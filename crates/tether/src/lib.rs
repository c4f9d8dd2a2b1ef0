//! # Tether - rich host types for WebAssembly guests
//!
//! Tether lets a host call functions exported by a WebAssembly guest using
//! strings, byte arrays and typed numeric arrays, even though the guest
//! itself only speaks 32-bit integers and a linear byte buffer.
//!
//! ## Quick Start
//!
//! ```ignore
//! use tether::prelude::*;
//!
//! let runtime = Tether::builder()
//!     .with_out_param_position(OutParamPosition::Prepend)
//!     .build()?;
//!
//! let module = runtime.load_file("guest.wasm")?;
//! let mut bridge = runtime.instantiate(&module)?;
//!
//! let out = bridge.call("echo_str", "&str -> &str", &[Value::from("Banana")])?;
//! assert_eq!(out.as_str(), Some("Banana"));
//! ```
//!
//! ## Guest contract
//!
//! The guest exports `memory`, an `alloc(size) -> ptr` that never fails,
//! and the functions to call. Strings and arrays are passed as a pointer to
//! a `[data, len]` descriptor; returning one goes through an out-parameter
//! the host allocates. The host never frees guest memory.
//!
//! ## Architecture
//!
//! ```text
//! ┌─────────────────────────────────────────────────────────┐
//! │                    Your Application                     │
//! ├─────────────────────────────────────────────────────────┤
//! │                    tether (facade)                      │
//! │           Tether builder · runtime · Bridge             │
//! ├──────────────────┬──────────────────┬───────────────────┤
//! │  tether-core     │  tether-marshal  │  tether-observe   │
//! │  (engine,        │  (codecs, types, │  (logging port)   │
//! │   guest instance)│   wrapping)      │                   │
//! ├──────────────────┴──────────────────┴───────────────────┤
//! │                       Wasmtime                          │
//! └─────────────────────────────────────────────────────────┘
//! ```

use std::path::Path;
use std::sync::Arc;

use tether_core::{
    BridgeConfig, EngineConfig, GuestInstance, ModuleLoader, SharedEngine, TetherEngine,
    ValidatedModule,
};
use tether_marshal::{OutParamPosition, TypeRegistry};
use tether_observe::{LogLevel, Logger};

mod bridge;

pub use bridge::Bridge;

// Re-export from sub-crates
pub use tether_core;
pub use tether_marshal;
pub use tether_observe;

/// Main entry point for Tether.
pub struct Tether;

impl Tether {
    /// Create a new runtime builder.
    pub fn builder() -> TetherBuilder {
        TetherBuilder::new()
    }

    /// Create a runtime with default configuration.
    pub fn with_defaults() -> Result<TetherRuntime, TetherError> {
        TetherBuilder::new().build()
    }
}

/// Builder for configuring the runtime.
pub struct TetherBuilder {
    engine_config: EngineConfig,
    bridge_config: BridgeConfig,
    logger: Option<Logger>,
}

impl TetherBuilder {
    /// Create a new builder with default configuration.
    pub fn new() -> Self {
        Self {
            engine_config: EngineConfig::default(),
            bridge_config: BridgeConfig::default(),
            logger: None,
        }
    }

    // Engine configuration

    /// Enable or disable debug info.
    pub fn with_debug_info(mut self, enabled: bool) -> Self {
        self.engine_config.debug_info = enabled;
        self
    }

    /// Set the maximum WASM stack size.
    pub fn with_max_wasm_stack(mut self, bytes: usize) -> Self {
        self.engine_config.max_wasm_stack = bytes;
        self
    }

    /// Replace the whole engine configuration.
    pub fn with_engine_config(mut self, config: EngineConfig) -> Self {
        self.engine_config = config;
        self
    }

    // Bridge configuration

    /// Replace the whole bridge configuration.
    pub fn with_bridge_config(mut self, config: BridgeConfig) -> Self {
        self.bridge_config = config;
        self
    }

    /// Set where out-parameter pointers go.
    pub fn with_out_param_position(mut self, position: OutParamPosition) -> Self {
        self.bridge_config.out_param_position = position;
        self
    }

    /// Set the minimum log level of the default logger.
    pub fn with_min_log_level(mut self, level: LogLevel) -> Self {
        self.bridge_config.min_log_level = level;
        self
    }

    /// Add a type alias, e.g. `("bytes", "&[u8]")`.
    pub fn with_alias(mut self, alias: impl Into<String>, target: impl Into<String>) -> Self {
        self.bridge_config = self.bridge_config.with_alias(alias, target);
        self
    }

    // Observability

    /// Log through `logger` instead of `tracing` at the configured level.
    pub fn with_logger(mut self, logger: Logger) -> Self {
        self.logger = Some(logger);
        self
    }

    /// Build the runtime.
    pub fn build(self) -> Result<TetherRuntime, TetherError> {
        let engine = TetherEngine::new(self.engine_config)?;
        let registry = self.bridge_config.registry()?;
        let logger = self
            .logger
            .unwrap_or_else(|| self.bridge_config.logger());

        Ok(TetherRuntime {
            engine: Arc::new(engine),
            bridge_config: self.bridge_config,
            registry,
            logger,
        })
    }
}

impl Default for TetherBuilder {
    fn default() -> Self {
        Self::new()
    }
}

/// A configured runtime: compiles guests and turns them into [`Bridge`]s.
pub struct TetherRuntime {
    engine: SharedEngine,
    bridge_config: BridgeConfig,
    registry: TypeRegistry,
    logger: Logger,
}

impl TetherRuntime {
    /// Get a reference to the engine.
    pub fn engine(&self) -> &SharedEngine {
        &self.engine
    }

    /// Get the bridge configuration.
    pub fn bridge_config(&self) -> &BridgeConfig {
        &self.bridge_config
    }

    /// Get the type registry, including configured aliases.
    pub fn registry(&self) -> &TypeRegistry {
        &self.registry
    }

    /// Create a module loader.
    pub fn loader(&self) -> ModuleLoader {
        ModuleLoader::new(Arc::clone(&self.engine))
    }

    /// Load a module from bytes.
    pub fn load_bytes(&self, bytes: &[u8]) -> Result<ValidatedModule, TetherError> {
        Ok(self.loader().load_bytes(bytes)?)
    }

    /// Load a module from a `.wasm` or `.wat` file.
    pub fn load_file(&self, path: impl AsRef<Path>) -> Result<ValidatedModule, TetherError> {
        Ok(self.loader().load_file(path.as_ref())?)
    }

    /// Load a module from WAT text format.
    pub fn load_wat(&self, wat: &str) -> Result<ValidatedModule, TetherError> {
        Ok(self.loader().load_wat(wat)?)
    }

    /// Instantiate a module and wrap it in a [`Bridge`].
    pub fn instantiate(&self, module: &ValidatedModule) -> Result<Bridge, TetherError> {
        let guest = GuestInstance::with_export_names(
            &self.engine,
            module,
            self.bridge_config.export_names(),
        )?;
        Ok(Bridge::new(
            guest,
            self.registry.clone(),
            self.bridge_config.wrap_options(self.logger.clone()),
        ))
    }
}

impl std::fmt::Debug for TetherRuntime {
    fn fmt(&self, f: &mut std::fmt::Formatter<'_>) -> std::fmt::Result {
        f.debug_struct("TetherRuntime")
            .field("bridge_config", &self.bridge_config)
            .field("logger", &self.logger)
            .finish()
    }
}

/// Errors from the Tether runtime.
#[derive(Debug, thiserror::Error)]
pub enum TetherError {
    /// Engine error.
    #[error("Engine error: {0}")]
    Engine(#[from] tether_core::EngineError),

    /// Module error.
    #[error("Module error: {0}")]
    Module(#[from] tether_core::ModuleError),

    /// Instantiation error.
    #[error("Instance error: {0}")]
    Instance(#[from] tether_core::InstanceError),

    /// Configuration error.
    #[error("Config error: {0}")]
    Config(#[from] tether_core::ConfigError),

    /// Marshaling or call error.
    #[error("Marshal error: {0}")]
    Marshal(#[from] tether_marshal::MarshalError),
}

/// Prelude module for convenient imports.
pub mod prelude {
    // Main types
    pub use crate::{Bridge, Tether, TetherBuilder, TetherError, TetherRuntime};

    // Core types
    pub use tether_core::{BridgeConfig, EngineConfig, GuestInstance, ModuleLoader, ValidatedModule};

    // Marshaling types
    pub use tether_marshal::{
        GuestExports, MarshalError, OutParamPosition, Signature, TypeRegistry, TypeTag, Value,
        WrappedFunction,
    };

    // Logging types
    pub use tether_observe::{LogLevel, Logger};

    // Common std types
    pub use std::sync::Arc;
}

•••

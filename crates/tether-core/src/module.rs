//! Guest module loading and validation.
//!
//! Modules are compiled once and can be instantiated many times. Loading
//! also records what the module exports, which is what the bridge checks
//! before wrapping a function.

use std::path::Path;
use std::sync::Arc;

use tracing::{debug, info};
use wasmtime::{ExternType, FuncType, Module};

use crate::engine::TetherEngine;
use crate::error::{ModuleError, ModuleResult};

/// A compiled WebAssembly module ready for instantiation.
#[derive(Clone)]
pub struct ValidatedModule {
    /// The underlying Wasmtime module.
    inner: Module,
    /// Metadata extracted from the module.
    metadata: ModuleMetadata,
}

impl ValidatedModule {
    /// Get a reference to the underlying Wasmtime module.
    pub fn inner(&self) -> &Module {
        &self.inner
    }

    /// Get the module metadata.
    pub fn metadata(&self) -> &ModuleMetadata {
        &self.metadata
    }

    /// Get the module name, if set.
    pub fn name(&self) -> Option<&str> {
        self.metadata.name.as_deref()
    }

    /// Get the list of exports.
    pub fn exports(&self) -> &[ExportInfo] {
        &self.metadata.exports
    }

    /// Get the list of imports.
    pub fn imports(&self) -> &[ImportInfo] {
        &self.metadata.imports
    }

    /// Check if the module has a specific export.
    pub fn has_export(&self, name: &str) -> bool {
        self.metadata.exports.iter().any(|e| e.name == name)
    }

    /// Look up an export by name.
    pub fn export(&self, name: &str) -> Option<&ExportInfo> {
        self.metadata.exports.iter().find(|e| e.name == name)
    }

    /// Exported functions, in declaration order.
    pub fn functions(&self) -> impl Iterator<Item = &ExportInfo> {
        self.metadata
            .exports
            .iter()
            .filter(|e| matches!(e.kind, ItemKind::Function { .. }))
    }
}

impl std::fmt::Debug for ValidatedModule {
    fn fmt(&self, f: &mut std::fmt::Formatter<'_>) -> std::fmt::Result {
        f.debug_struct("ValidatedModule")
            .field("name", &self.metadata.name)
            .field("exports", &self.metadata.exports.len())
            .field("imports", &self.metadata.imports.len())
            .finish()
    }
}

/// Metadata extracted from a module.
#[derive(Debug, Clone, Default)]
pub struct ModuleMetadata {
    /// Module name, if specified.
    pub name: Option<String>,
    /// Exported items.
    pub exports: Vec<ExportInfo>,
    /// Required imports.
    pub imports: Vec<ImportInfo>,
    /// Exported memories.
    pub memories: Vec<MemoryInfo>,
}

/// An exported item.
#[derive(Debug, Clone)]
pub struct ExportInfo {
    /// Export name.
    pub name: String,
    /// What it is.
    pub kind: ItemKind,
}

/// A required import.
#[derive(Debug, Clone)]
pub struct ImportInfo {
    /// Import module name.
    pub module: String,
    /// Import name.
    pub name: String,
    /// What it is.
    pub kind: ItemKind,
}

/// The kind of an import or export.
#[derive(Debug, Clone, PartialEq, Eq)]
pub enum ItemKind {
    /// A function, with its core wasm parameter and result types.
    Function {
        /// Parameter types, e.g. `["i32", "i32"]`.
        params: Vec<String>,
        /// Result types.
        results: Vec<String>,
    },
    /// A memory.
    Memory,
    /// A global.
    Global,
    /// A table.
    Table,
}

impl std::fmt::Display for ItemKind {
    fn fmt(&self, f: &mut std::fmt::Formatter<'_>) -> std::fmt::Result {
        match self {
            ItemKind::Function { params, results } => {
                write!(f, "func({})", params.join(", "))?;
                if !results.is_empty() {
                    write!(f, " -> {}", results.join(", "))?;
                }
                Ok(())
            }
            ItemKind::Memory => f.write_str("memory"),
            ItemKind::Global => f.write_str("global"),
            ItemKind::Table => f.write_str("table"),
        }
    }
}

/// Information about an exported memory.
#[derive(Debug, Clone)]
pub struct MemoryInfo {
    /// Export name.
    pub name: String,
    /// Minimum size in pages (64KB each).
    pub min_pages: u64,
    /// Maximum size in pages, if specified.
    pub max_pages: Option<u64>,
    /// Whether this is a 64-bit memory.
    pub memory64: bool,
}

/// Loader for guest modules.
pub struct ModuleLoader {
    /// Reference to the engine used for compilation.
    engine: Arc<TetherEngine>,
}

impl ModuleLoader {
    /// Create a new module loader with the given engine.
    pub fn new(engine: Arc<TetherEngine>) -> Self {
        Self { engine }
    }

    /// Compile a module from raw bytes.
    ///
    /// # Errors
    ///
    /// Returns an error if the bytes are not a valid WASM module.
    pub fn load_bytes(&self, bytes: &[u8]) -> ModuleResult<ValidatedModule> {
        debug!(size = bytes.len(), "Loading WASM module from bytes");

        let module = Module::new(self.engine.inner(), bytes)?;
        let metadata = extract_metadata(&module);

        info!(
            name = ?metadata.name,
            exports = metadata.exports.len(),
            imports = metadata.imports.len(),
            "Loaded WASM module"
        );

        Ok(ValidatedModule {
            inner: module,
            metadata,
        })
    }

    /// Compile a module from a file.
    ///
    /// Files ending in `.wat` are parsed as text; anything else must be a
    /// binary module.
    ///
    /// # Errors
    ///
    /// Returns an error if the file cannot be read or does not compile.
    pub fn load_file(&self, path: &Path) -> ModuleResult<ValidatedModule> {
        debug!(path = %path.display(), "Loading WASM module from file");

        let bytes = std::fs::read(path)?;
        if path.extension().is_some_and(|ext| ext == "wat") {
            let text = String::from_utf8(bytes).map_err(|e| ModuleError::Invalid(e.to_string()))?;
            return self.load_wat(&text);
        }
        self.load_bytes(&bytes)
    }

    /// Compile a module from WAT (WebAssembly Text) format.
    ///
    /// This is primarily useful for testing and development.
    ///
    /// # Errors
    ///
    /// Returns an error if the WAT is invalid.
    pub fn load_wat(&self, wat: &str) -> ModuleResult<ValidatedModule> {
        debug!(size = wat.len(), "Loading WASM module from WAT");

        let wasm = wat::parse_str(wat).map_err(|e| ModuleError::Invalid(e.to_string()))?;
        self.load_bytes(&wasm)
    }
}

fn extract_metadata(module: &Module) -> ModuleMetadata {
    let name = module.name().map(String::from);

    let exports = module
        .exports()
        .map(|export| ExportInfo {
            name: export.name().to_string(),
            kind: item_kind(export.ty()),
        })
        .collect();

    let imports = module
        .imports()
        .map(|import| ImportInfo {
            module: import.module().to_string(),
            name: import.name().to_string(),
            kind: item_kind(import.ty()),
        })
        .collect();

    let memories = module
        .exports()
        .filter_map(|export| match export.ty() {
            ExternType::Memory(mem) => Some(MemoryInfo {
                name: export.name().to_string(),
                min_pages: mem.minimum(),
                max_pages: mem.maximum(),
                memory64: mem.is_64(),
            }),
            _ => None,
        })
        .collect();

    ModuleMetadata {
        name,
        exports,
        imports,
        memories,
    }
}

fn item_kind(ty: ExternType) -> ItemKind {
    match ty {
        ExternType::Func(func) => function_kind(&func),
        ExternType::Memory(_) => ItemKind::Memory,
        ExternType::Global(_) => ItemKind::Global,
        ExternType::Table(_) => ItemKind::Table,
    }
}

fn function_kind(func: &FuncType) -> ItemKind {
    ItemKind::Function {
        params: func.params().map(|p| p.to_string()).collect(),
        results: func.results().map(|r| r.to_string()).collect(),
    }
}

•••

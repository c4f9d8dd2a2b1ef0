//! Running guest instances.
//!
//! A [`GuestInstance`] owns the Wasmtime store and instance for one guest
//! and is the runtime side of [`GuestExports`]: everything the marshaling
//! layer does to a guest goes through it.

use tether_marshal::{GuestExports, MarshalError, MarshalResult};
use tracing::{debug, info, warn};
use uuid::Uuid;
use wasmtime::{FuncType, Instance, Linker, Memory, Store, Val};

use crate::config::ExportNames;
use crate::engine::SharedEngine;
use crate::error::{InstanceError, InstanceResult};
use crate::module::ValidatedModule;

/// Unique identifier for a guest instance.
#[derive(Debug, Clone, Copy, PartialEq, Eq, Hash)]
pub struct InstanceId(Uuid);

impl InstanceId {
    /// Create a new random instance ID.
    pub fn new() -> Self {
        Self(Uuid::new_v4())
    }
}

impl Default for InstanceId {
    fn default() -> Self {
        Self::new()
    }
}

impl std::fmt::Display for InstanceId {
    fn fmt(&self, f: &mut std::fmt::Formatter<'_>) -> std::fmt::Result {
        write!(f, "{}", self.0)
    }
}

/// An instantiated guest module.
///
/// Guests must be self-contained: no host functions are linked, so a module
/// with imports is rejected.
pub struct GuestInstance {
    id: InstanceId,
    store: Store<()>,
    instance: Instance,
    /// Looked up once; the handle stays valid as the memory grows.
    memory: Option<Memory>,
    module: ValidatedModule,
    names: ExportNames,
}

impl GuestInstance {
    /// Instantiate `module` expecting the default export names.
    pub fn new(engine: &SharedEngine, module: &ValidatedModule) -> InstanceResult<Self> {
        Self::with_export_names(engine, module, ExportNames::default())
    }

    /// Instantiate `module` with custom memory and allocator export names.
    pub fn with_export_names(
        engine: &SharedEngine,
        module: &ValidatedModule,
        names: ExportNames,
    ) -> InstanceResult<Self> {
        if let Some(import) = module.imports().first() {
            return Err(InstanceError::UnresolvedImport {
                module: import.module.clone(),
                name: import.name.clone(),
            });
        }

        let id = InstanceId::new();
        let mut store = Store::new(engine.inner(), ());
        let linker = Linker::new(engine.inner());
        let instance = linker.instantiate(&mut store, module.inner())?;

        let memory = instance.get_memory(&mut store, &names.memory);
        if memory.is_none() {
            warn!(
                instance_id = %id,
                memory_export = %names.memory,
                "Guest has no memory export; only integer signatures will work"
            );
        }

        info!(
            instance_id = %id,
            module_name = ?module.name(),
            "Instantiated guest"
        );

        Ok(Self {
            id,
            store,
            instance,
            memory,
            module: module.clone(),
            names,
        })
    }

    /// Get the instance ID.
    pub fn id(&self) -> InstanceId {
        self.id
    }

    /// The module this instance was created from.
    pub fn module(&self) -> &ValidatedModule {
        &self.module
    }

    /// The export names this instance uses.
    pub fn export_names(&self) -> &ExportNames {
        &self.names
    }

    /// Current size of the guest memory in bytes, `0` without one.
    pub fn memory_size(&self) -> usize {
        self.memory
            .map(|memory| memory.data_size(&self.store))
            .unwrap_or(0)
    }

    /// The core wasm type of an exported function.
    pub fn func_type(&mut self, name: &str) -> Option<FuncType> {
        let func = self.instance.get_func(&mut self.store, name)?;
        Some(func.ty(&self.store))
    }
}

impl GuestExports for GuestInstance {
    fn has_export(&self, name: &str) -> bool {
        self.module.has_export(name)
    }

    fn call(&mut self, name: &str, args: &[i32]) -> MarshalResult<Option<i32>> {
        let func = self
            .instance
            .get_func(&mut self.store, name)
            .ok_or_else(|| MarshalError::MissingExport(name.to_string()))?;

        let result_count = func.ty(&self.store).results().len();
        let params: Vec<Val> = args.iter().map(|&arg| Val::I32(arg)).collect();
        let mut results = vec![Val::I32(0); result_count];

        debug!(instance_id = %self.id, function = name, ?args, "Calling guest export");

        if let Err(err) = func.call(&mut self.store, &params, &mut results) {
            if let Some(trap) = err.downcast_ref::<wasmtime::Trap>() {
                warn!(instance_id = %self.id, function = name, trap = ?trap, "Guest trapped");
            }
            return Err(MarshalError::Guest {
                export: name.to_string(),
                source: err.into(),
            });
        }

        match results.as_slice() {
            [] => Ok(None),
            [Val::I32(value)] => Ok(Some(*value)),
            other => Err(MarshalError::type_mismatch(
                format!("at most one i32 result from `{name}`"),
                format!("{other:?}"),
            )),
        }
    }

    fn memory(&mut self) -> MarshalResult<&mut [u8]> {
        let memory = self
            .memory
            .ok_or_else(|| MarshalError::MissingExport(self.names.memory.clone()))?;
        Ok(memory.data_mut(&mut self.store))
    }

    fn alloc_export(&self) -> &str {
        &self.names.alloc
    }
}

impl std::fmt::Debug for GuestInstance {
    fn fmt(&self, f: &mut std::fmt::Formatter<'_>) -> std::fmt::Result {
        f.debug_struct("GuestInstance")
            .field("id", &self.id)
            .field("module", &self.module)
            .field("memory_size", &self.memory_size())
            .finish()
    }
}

•••

**Assigned task**
One stretch of the lines above is wanted, from the line that contains "pub struct TetherRuntime" through the line that contains "Instantiate a module". Output it exactly.

**Response area**
pub struct TetherRuntime {
    engine: SharedEngine,
    bridge_config: BridgeConfig,
    registry: TypeRegistry,
    logger: Logger,
}

impl TetherRuntime {
    /// Get a reference to the engine.
    pub fn engine(&self) -> &SharedEngine {
        &self.engine
    }

    /// Get the bridge configuration.
    pub fn bridge_config(&self) -> &BridgeConfig {
        &self.bridge_config
    }

    /// Get the type registry, including configured aliases.
    pub fn registry(&self) -> &TypeRegistry {
        &self.registry
    }

    /// Create a module loader.
    pub fn loader(&self) -> ModuleLoader {
        ModuleLoader::new(Arc::clone(&self.engine))
    }

    /// Load a module from bytes.
    pub fn load_bytes(&self, bytes: &[u8]) -> Result<ValidatedModule, TetherError> {
        Ok(self.loader().load_bytes(bytes)?)
    }

    /// Load a module from a `.wasm` or `.wat` file.
    pub fn load_file(&self, path: impl AsRef<Path>) -> Result<ValidatedModule, TetherError> {
        Ok(self.loader().load_file(path.as_ref())?)
    }

    /// Load a module from WAT text format.
    pub fn load_wat(&self, wat: &str) -> Result<ValidatedModule, TetherError> {
        Ok(self.loader().load_wat(wat)?)
    }

    /// Instantiate a module and wrap it in a [`Bridge`].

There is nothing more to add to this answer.